Karen Blumenthal: It was very surprising to read about this group of clergy who in 1967 decided that women need access to safe abortions even if they’re illegal and that they’re going to help provide access to women who really want that option. Thousands of clergy ended up being involved in it, and they were incredibly influential and helpful to women all across the country. I was really taken by this group, Jane. They start as a referral service and then they realize that they can perform them, and they’re actually these ordinary women performing abortions. We know [about] midwives, we know that people can deliver babies, so it makes sense, but still it was fabulous [to learn].
The thing that was most shocking of all is it cuts to so many of the significant issues—issues around sterilization—these doctors think they’re doing the right thing, sterilizing women of color across the country without their permission, without their consent. [It] highlighted everything about women’s authority over their bodies, about the differences in the way white women and women of color were treated. It brought all that into focus in a way that other examples are not quite as shocking and clear.
Rewire.News: How has the book been received? Who’s reading it, and what are you hearing from them?
KB: I’m going to be honest and say that I was terrified about doing this book. Before I even agreed to do it, I talked to a lot of people, because I was afraid that there wouldn’t be interest, especially at that level, that schools would have problems with it. And then the worst part would not be that it would be banned but then it would be ignored.

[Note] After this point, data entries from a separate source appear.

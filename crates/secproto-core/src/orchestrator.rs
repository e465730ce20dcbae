//! Per-host reconfiguration orchestrator
//!
//! Drives one host through
//!
//! ```text
//! Init -> VersionChecked -> ServiceLoop* -> Finalizing -> Done
//! ```
//!
//! Every service scanned is snapshotted in the [`RollbackLedger`] before the
//! decision is taken, and flagged once its write starts. When any service
//! fails, every ledger entry is restored in the fixed service order; flagged
//! entries are always reverted, even when the live scan already matches. Finalizing runs on every exit path: the
//! channel is closed, the remote-access capability is stopped again if this
//! run started it, and the ledger is cleared.

use crate::config::ReconfigConfig;
use crate::error::{FailureKind, ReconfigError};
use crate::host::{HostRef, HostTarget, HostVariant};
use crate::protocol::{ProtocolSet, Transition};
use crate::remote::{Backends, CommandChannel, ProcessState};
use crate::report::{HostOutcome, HostReport, ReconfigurationRecord};
use crate::service::ServiceId;
use crate::strategy::{HostContext, Strategy};
use crate::version_gate::VersionGate;
use chrono::Utc;
use indexmap::IndexMap;
use std::collections::HashMap;
use tracing::Instrument;

/// Pre-change snapshot of one service
#[derive(Debug, Clone, PartialEq, Eq)]
pub struct LedgerEntry {
    pub snapshot: ProtocolSet,
    /// A mutating write was started for the service during this run
    pub written: bool,
}

/// Pre-change snapshots of the services touched on one host
#[derive(Debug, Clone, Default, PartialEq, Eq)]
pub struct RollbackLedger {
    entries: HashMap<ServiceId, LedgerEntry>,
}

impl RollbackLedger {
    pub fn record(&mut self, service: ServiceId, snapshot: ProtocolSet) {
        self.entries.insert(
            service,
            LedgerEntry {
                snapshot,
                written: false,
            },
        );
    }

    /// Flag the service as about to be written
    pub fn mark_written(&mut self, service: ServiceId) {
        if let Some(entry) = self.entries.get_mut(&service) {
            entry.written = true;
        }
    }

    /// Clear the written flag when the write failed before changing anything
    pub fn mark_untouched(&mut self, service: ServiceId) {
        if let Some(entry) = self.entries.get_mut(&service) {
            entry.written = false;
        }
    }

    /// Drop an entry that has nothing to undo
    pub fn forget(&mut self, service: ServiceId) {
        self.entries.remove(&service);
    }

    /// Entries in processing order
    pub fn entries(&self) -> impl Iterator<Item = (ServiceId, &LedgerEntry)> {
        ServiceId::ORDERED
            .into_iter()
            .filter_map(move |service| self.entries.get(&service).map(|entry| (service, entry)))
    }

    #[must_use]
    pub fn get(&self, service: ServiceId) -> Option<&LedgerEntry> {
        self.entries.get(&service)
    }

    #[must_use]
    pub fn contains(&self, service: ServiceId) -> bool {
        self.entries.contains_key(&service)
    }

    #[must_use]
    pub fn len(&self) -> usize {
        self.entries.len()
    }

    #[must_use]
    pub fn is_empty(&self) -> bool {
        self.entries.is_empty()
    }

    pub fn clear(&mut self) {
        self.entries.clear();
    }
}

/// State owned by one host run
#[derive(Debug, Default)]
struct HostSession {
    variant: Option<HostVariant>,
    ledger: RollbackLedger,
    records: IndexMap<ServiceId, ReconfigurationRecord>,
}

struct ServiceFailure {
    service: ServiceId,
    error: ReconfigError,
}

/// Reconfigures one host at a time
#[derive(Debug, Clone)]
pub struct HostOrchestrator {
    backends: Backends,
    config: ReconfigConfig,
}

impl HostOrchestrator {
    #[must_use]
    pub fn new(backends: Backends, config: ReconfigConfig) -> Self {
        Self { backends, config }
    }

    #[inline]
    #[must_use]
    pub fn config(&self) -> &ReconfigConfig {
        &self.config
    }

    #[inline]
    #[must_use]
    pub fn backends(&self) -> &Backends {
        &self.backends
    }

    /// Reconfigure a host addressed directly
    pub async fn reconfigure(&self, target: &HostTarget) -> HostReport {
        self.reconfigure_resolved(target, &HostRef::from_target(target))
            .await
    }

    /// Reconfigure a host resolved through the inventory.
    ///
    /// Never fails: every error ends up in the returned report.
    pub async fn reconfigure_resolved(&self, target: &HostTarget, host: &HostRef) -> HostReport {
        let span = tracing::info_span!("host", host = %target.name, address = %host.address);
        self.run_host(target, host).instrument(span).await
    }

    async fn run_host(&self, target: &HostTarget, host: &HostRef) -> HostReport {
        tracing::info!(transition = %self.config.transition, "starting host");

        let started_remote_access = match self.ensure_remote_access(host).await {
            Ok(started) => started,
            Err(err) => {
                tracing::warn!(error = %err, "remote access unavailable");
                return HostReport::without_records(
                    &target.name,
                    None,
                    HostOutcome::ConnectionFailed {
                        message: err.to_string(),
                    },
                );
            }
        };

        let mut channel = match self
            .backends
            .connector
            .open(&host.address, &target.credentials)
            .await
        {
            Ok(channel) => channel,
            Err(err) => {
                tracing::warn!(error = %err, "cannot open command channel");
                self.release_remote_access(host, started_remote_access).await;
                return HostReport::without_records(
                    &target.name,
                    None,
                    HostOutcome::ConnectionFailed {
                        message: err.to_string(),
                    },
                );
            }
        };

        let mut session = HostSession::default();
        let outcome = self
            .drive(&target.name, &host.address, &*channel, &mut session)
            .await;

        tracing::info!("finalizing");
        if let Err(err) = channel.close().await {
            tracing::warn!(error = %err, "closing channel failed");
        }
        self.release_remote_access(host, started_remote_access).await;
        session.ledger.clear();

        tracing::info!(%outcome, "host done");
        HostReport {
            host: target.name.clone(),
            variant: session.variant,
            outcome,
            records: session.records,
            finished_at: Utc::now(),
        }
    }

    async fn drive(
        &self,
        name: &str,
        address: &str,
        channel: &dyn CommandChannel,
        session: &mut HostSession,
    ) -> HostOutcome {
        let gate = VersionGate::new(self.config.bypass_version_check);
        let variant = match gate.admit(channel).await {
            Ok(variant) => variant,
            Err(err) => return Self::gate_outcome(err, session),
        };
        session.variant = Some(variant);
        tracing::info!(%variant, "version checked");

        let ctx = HostContext {
            host: name,
            address,
            variant,
            channel,
            probe: &*self.backends.probe,
            process_timeout: self.config.process_timeout(),
        };

        match self.service_loop(&ctx, session).await {
            Ok(()) => HostOutcome::FullyApplied,
            Err(ServiceFailure { service, error }) => {
                tracing::warn!(%service, error = %error, "service failed, rolling back");
                let restore_failures = Self::roll_back(&ctx, session).await;
                HostOutcome::RolledBack {
                    failed_service: Some(service),
                    kind: error.kind(),
                    message: error.to_string(),
                    restore_failures,
                }
            }
        }
    }

    fn gate_outcome(err: ReconfigError, session: &mut HostSession) -> HostOutcome {
        match err.kind() {
            FailureKind::VersionUnsupported => {
                session.variant = Some(HostVariant::Unsupported);
                tracing::warn!(error = %err, "host skipped");
                HostOutcome::SkippedUnsupported {
                    message: err.to_string(),
                }
            }
            FailureKind::Connectivity => HostOutcome::ConnectionFailed {
                message: err.to_string(),
            },
            kind => HostOutcome::RolledBack {
                failed_service: None,
                kind,
                message: err.to_string(),
                restore_failures: Vec::new(),
            },
        }
    }

    async fn service_loop(
        &self,
        ctx: &HostContext<'_>,
        session: &mut HostSession,
    ) -> Result<(), ServiceFailure> {
        let transition = self.config.transition;
        let requested = transition.requested_for(ctx.variant);
        let modern = ProtocolSet::modern_for(ctx.variant);

        for service in ServiceId::for_variant(ctx.variant) {
            let strategy = Strategy::for_service(service);
            let strategy = strategy.as_dyn();
            let fail = |error: ReconfigError| ServiceFailure { service, error };

            strategy.prepare(ctx).await.map_err(fail)?;
            let before = strategy.scan(ctx).await.map_err(fail)?;
            session.ledger.record(service, before.clone());
            tracing::info!(%service, current = %before, "scanned");

            if transition == Transition::DisableLegacy && !before.has_legacy() {
                session.ledger.forget(service);
                session
                    .records
                    .insert(service, ReconfigurationRecord::unchanged(before));
                continue;
            }

            if transition.enables_legacy() && !before.is_superset_of(&modern) {
                session.ledger.forget(service);
                return Err(fail(ReconfigError::InvalidProtocolCombination {
                    service,
                    current: before,
                    required: modern,
                }));
            }

            if before == requested {
                session
                    .records
                    .insert(service, ReconfigurationRecord::unchanged(before));
                continue;
            }

            session.ledger.mark_written(service);
            let after = match strategy.apply(ctx, &requested).await {
                Ok(after) => after,
                Err(error) => {
                    if error.is_pre_change() {
                        session.ledger.mark_untouched(service);
                    }
                    return Err(fail(error));
                }
            };
            tracing::info!(%service, %after, "applied");
            session
                .records
                .insert(service, ReconfigurationRecord::applied(before, after));
        }
        Ok(())
    }

    /// Restore every ledger entry; returns the services whose restore failed
    async fn roll_back(ctx: &HostContext<'_>, session: &mut HostSession) -> Vec<ServiceId> {
        let mut restore_failures = Vec::new();
        for (service, entry) in session.ledger.entries() {
            let snapshot = &entry.snapshot;
            let strategy = Strategy::for_service(service);
            match strategy.as_dyn().restore(ctx, snapshot, entry.written).await {
                Ok(after) => {
                    tracing::info!(%service, %after, "restored");
                    session.records.insert(
                        service,
                        ReconfigurationRecord::restored(snapshot.clone(), after),
                    );
                }
                Err(err) => {
                    tracing::warn!(%service, error = %err, "restore failed, manual check required");
                    session
                        .records
                        .insert(service, ReconfigurationRecord::restore_failed(snapshot.clone()));
                    restore_failures.push(service);
                }
            }
        }
        restore_failures
    }

    /// Returns true when this call had to start the capability
    async fn ensure_remote_access(&self, host: &HostRef) -> Result<bool, ReconfigError> {
        let key = self.config.remote_access_service.as_str();
        let manager = &self.backends.service_manager;
        if manager.service_state(host, key).await? == ProcessState::Running {
            return Ok(false);
        }
        tracing::info!(service = key, "starting remote access");
        manager.start_service(host, key).await?;
        Ok(true)
    }

    async fn release_remote_access(&self, host: &HostRef, started: bool) {
        if !started {
            return;
        }
        let key = self.config.remote_access_service.as_str();
        match self.backends.service_manager.stop_service(host, key).await {
            Ok(()) => tracing::info!(service = key, "remote access stopped"),
            Err(err) => tracing::warn!(service = key, error = %err, "could not stop remote access"),
        }
    }
}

A lot of librarians have told me they really need this book in their high school libraries in their teen sections. I have met librarians who call themselves conservative—they make a point of saying that—but say that on this issue they feel like men have been telling women what to do for too long.
Rewire.News: What do you think is missing in the conversation around abortion when it comes to young people?
KB: Ten to 15 years ago, health was required [in schools]. Apparently health classes are no longer required. So, it occurred to me as I was doing this that there would be kids who might never be introduced to contraception, to forms of birth control. They might get biology, but they wouldn’t get explanations of how certain things work. And boy, that’s really important when you’re young, right?
I went through a real effort to include in [the book] definitions, explanations. And I made a definite decision not to use language that I thought was partisan.
Rewire.News: I think a lot of it has to do with what’s being taught and not taught in schools, and books like these being available. I love the book’s “pregnant pauses,” the illustrations are well done, and the cover is beautiful, which seem important for books for young people.
KB: It’s such a great job [the cover]. I also think it’s for young women in their 20s and 30s, and I would love for people to also see it as a book for adults who don’t want 500 pages or something. That’s the hope. And despite the virus, it’s still going to be the only thing out there when we come up for air. So, people who are interested will find it. Hopefully it’ll be available in the library.